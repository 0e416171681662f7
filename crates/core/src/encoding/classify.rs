//! Letter / non-letter character classification.
//!
//! Every other piece of the tokenizer leans on this split: segments are
//! maximal runs of one class, and only letter tokens are ever merged.

use unicode_general_category::{get_general_category, GeneralCategory};

/// Classification of a single character.
#[derive(Debug, Clone, Copy, PartialEq, Eq, Hash)]
pub enum CharClass {
    /// Character in one of the Unicode letter categories (Lu, Ll, Lt, Lm, Lo)
    Letter,
    /// Anything else: digits, whitespace, punctuation, symbols, emoji
    Other,
}

impl CharClass {
    #[inline]
    pub fn is_letter(self) -> bool {
        self == CharClass::Letter
    }
}

/// Classify a character as [`CharClass::Letter`] or [`CharClass::Other`].
///
/// Only the letter general categories count, so `é`, `ß` and `ǅ` are
/// letters while `7`, `_`, `🦑`, `Ⓐ` (So), `Ⅻ` (Nl) and combining marks
/// such as `\u{947}` (Mn) are not.
#[inline]
pub fn classify(ch: char) -> CharClass {
    match get_general_category(ch) {
        GeneralCategory::UppercaseLetter
        | GeneralCategory::LowercaseLetter
        | GeneralCategory::TitlecaseLetter
        | GeneralCategory::ModifierLetter
        | GeneralCategory::OtherLetter => CharClass::Letter,
        _ => CharClass::Other,
    }
}

/// Check whether a token is non-empty and made only of letters.
#[inline]
pub fn is_letter_token(token: &str) -> bool {
    !token.is_empty() && token.chars().all(|c| classify(c).is_letter())
}
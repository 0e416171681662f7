//! Main tokenizer implementation.
//!
//! This module provides the high-level `Tokenizer` struct that owns a
//! vocabulary and the merge learner that grows it.

use purse_core::{segment, GreedyEncoder, Result, TokenizerError, Vocabulary};
use purse_training::{LearnedMerge, MergeTrainer, PairCounts, TrainingConfig};

/// Configuration for building a tokenizer.
#[derive(Debug, Clone, Default)]
pub struct TokenizerConfig {
    /// Merge learning settings
    pub training: TrainingConfig,
    /// Tokens the vocabulary starts with
    pub seed_tokens: Vec<String>,
}

/// Builder for creating a tokenizer.
#[derive(Debug, Clone, Default)]
pub struct TokenizerBuilder {
    config: TokenizerConfig,
}

impl TokenizerBuilder {
    /// Create a new tokenizer builder with default configuration.
    pub fn new() -> Self {
        Self::default()
    }

    /// Set the number of merges [`Tokenizer::train`] attempts.
    pub fn iterations(mut self, iterations: usize) -> Self {
        self.config.training.iterations = iterations;
        self
    }

    /// Count pairings in parallel while learning.
    pub fn parallel(mut self, parallel: bool) -> Self {
        self.config.training.parallel = parallel;
        self
    }

    /// Seed the vocabulary with a token.
    pub fn seed_token(mut self, token: impl Into<String>) -> Self {
        self.config.seed_tokens.push(token.into());
        self
    }

    /// Seed the vocabulary with several tokens.
    pub fn seed_tokens<I, S>(mut self, tokens: I) -> Self
    where
        I: IntoIterator<Item = S>,
        S: Into<String>,
    {
        self.config
            .seed_tokens
            .extend(tokens.into_iter().map(Into::into));
        self
    }

    /// Build the tokenizer.
    ///
    /// Fails if a seed token is shorter than two characters or contains
    /// anything other than letters.
    pub fn build(self) -> Result<Tokenizer> {
        Tokenizer::with_config(self.config)
    }
}

/// Main tokenizer struct.
///
/// Owns the learned vocabulary exclusively. Hosts that share a tokenizer
/// between threads must serialize learning against tokenizing themselves,
/// e.g. behind an `RwLock`.
#[derive(Debug, Clone, Default)]
pub struct Tokenizer {
    vocab: Vocabulary,
    trainer: MergeTrainer,
}

impl Tokenizer {
    /// Create a tokenizer with an empty vocabulary.
    pub fn new() -> Self {
        Self::default()
    }

    /// Create a tokenizer builder.
    pub fn builder() -> TokenizerBuilder {
        TokenizerBuilder::new()
    }

    /// Create a tokenizer from a configuration.
    pub fn with_config(config: TokenizerConfig) -> Result<Self> {
        let mut vocab = Vocabulary::with_capacity(config.seed_tokens.len());
        for token in &config.seed_tokens {
            vocab.try_add_token(token).map_err(|err| match err {
                TokenizerError::InvalidToken { token, reason } => {
                    TokenizerError::InvalidConfig(format!("seed token {token:?}: {reason}"))
                }
                other => other,
            })?;
        }

        Ok(Self {
            vocab,
            trainer: MergeTrainer::new(config.training),
        })
    }

    /// Check whether `candidate` is a legal token.
    pub fn is_token(&self, candidate: &str) -> bool {
        self.vocab.is_token(candidate)
    }

    /// Add a token to the vocabulary without validation.
    ///
    /// Returns `true` if the token was new.
    pub fn add_token(&mut self, token: &str) -> bool {
        self.vocab.add_token(token)
    }

    /// Break text into letter and non-letter segments.
    pub fn segment<'t>(&self, text: &'t str) -> Vec<&'t str> {
        segment(text)
    }

    /// Tokenize text with the current vocabulary.
    ///
    /// The returned tokens borrow from `text` and concatenate back to it.
    pub fn tokenize<'t>(&self, text: &'t str) -> Vec<&'t str> {
        GreedyEncoder::new(&self.vocab).tokenize(text)
    }

    /// Count adjacent pairings of letter-only tokens.
    pub fn count_letter_pairings<S>(&self, tokens: &[S]) -> PairCounts
    where
        S: AsRef<str> + Sync,
    {
        self.trainer.count_pairings(tokens)
    }

    /// Learn the most frequent pairing in `text`.
    ///
    /// Returns `false` when there was no pairing to learn.
    pub fn learn_one_merge(&mut self, text: &str) -> bool {
        self.trainer.learn_one_merge(&mut self.vocab, text)
    }

    /// Learn up to `iterations` merges from `text`, stopping early when
    /// nothing is left to merge. Returns the number of merges performed.
    pub fn learn_from_text(&mut self, text: &str, iterations: usize) -> usize {
        self.trainer
            .learn_from_text(&mut self.vocab, text, iterations)
    }

    /// Learn from `text` for the configured number of iterations.
    pub fn train(&mut self, text: &str) -> usize {
        self.trainer.train(&mut self.vocab, text)
    }

    /// Get a reference to the vocabulary.
    pub fn vocab(&self) -> &Vocabulary {
        &self.vocab
    }

    /// Get the vocabulary size.
    pub fn vocab_size(&self) -> usize {
        self.vocab.len()
    }

    /// Merges learned so far, in order.
    pub fn learned_merges(&self) -> &[LearnedMerge] {
        self.trainer.history()
    }
}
◇ ◇ ◇
## WORK TO BE COMPLETED
The records above need to be duplicated. Keep every word unchanged.

## SOLVED PROBLEM
repository 0e416171681662f7
filename crates/core/src/encoding/classify.rs
//! Letter / non-letter character classification.
//!
//! Every other piece of the tokenizer leans on this split: segments are
//! maximal runs of one class, and only letter tokens are ever merged.

use unicode_general_category::{get_general_category, GeneralCategory};

/// Classification of a single character.
#[derive(Debug, Clone, Copy, PartialEq, Eq, Hash)]
pub enum CharClass {
    /// Character in one of the Unicode letter categories (Lu, Ll, Lt, Lm, Lo)
    Letter,
    /// Anything else: digits, whitespace, punctuation, symbols, emoji
    Other,
}

impl CharClass {
    #[inline]
    pub fn is_letter(self) -> bool {
        self == CharClass::Letter
    }
}

/// Classify a character as [`CharClass::Letter`] or [`CharClass::Other`].
///
/// Only the letter general categories count, so `é`, `ß` and `ǅ` are
/// letters while `7`, `_`, `🦑`, `Ⓐ` (So), `Ⅻ` (Nl) and combining marks
/// such as `\u{947}` (Mn) are not.
#[inline]
pub fn classify(ch: char) -> CharClass {
    match get_general_category(ch) {
        GeneralCategory::UppercaseLetter
        | GeneralCategory::LowercaseLetter
        | GeneralCategory::TitlecaseLetter
        | GeneralCategory::ModifierLetter
        | GeneralCategory::OtherLetter => CharClass::Letter,
        _ => CharClass::Other,
    }
}

/// Check whether a token is non-empty and made only of letters.
#[inline]
pub fn is_letter_token(token: &str) -> bool {
    !token.is_empty() && token.chars().all(|c| classify(c).is_letter())
}
repository 0e416171681662f7
//! Main tokenizer implementation.
//!
//! This module provides the high-level `Tokenizer` struct that owns a
//! vocabulary and the merge learner that grows it.

use purse_core::{segment, GreedyEncoder, Result, TokenizerError, Vocabulary};
use purse_training::{LearnedMerge, MergeTrainer, PairCounts, TrainingConfig};

/// Configuration for building a tokenizer.
#[derive(Debug, Clone, Default)]
pub struct TokenizerConfig {
    /// Merge learning settings
    pub training: TrainingConfig,
    /// Tokens the vocabulary starts with
    pub seed_tokens: Vec<String>,
}

/// Builder for creating a tokenizer.
#[derive(Debug, Clone, Default)]
pub struct TokenizerBuilder {
    config: TokenizerConfig,
}

impl TokenizerBuilder {
    /// Create a new tokenizer builder with default configuration.
    pub fn new() -> Self {
        Self::default()
    }

    /// Set the number of merges [`Tokenizer::train`] attempts.
    pub fn iterations(mut self, iterations: usize) -> Self {
        self.config.training.iterations = iterations;
        self
    }

    /// Count pairings in parallel while learning.
    pub fn parallel(mut self, parallel: bool) -> Self {
        self.config.training.parallel = parallel;
        self
    }

    /// Seed the vocabulary with a token.
    pub fn seed_token(mut self, token: impl Into<String>) -> Self {
        self.config.seed_tokens.push(token.into());
        self
    }

    /// Seed the vocabulary with several tokens.
    pub fn seed_tokens<I, S>(mut self, tokens: I) -> Self
    where
        I: IntoIterator<Item = S>,
        S: Into<String>,
    {
        self.config
            .seed_tokens
            .extend(tokens.into_iter().map(Into::into));
        self
    }

    /// Build the tokenizer.
    ///
    /// Fails if a seed token is shorter than two characters or contains
    /// anything other than letters.
    pub fn build(self) -> Result<Tokenizer> {
        Tokenizer::with_config(self.config)
    }
}

/// Main tokenizer struct.
///
/// Owns the learned vocabulary exclusively. Hosts that share a tokenizer
/// between threads must serialize learning against tokenizing themselves,
/// e.g. behind an `RwLock`.
#[derive(Debug, Clone, Default)]
pub struct Tokenizer {
    vocab: Vocabulary,
    trainer: MergeTrainer,
}

impl Tokenizer {
    /// Create a tokenizer with an empty vocabulary.
    pub fn new() -> Self {
        Self::default()
    }

    /// Create a tokenizer builder.
    pub fn builder() -> TokenizerBuilder {
        TokenizerBuilder::new()
    }

    /// Create a tokenizer from a configuration.
    pub fn with_config(config: TokenizerConfig) -> Result<Self> {
        let mut vocab = Vocabulary::with_capacity(config.seed_tokens.len());
        for token in &config.seed_tokens {
            vocab.try_add_token(token).map_err(|err| match err {
                TokenizerError::InvalidToken { token, reason } => {
                    TokenizerError::InvalidConfig(format!("seed token {token:?}: {reason}"))
                }
                other => other,
            })?;
        }

        Ok(Self {
            vocab,
            trainer: MergeTrainer::new(config.training),
        })
    }

    /// Check whether `candidate` is a legal token.
    pub fn is_token(&self, candidate: &str) -> bool {
        self.vocab.is_token(candidate)
    }

    /// Add a token to the vocabulary without validation.
    ///
    /// Returns `true` if the token was new.
    pub fn add_token(&mut self, token: &str) -> bool {
        self.vocab.add_token(token)
    }

    /// Break text into letter and non-letter segments.
    pub fn segment<'t>(&self, text: &'t str) -> Vec<&'t str> {
        segment(text)
    }

    /// Tokenize text with the current vocabulary.
    ///
    /// The returned tokens borrow from `text` and concatenate back to it.
    pub fn tokenize<'t>(&self, text: &'t str) -> Vec<&'t str> {
        GreedyEncoder::new(&self.vocab).tokenize(text)
    }

    /// Count adjacent pairings of letter-only tokens.
    pub fn count_letter_pairings<S>(&self, tokens: &[S]) -> PairCounts
    where
        S: AsRef<str> + Sync,
    {
        self.trainer.count_pairings(tokens)
    }

    /// Learn the most frequent pairing in `text`.
    ///
    /// Returns `false` when there was no pairing to learn.
    pub fn learn_one_merge(&mut self, text: &str) -> bool {
        self.trainer.learn_one_merge(&mut self.vocab, text)
    }

    /// Learn up to `iterations` merges from `text`, stopping early when
    /// nothing is left to merge. Returns the number of merges performed.
    pub fn learn_from_text(&mut self, text: &str, iterations: usize) -> usize {
        self.trainer
            .learn_from_text(&mut self.vocab, text, iterations)
    }

    /// Learn from `text` for the configured number of iterations.
    pub fn train(&mut self, text: &str) -> usize {
        self.trainer.train(&mut self.vocab, text)
    }

    /// Get a reference to the vocabulary.
    pub fn vocab(&self) -> &Vocabulary {
        &self.vocab
    }

    /// Get the vocabulary size.
    pub fn vocab_size(&self) -> usize {
        self.vocab.len()
    }

    /// Merges learned so far, in order.
    pub fn learned_merges(&self) -> &[LearnedMerge] {
        self.trainer.history()
    }
}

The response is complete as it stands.